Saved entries
%%

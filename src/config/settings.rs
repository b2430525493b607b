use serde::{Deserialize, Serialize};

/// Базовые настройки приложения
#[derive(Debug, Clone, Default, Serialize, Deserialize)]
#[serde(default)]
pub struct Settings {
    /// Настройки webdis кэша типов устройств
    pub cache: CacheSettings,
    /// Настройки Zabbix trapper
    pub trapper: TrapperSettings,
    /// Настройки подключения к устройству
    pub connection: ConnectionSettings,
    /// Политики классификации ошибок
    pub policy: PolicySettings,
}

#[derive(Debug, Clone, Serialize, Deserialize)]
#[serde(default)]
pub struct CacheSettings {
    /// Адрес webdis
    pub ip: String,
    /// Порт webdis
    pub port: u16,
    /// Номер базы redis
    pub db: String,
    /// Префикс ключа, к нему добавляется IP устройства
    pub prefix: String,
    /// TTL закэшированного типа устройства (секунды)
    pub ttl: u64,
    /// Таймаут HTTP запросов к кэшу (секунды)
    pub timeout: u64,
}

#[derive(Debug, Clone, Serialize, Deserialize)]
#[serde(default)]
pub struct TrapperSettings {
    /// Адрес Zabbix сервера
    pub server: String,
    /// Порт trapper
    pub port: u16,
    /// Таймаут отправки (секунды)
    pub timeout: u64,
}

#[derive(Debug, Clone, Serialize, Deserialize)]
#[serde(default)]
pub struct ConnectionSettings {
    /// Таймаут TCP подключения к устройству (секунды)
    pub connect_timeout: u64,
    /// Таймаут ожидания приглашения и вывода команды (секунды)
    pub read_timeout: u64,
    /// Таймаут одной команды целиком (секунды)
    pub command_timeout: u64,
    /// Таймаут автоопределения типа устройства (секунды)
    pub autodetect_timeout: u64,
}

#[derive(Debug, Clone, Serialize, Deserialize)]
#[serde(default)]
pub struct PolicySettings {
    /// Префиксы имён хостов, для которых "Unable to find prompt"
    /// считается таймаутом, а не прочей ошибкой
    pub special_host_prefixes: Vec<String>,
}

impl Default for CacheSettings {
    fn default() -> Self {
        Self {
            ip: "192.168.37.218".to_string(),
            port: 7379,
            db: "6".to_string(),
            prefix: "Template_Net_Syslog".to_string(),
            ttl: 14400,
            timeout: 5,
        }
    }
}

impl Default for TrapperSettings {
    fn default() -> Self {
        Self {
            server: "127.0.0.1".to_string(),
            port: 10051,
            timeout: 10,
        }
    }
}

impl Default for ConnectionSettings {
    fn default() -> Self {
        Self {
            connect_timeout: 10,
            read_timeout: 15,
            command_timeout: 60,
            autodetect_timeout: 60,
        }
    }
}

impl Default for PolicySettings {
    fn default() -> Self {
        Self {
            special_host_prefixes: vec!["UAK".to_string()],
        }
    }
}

%%

Show, from the records above, every line that includes "секунды".

### Result for this task
    /// TTL закэшированного типа устройства (секунды)
    /// Таймаут HTTP запросов к кэшу (секунды)
    /// Таймаут отправки (секунды)
    /// Таймаут TCP подключения к устройству (секунды)
    /// Таймаут ожидания приглашения и вывода команды (секунды)
    /// Таймаут одной команды целиком (секунды)
    /// Таймаут автоопределения типа устройства (секунды)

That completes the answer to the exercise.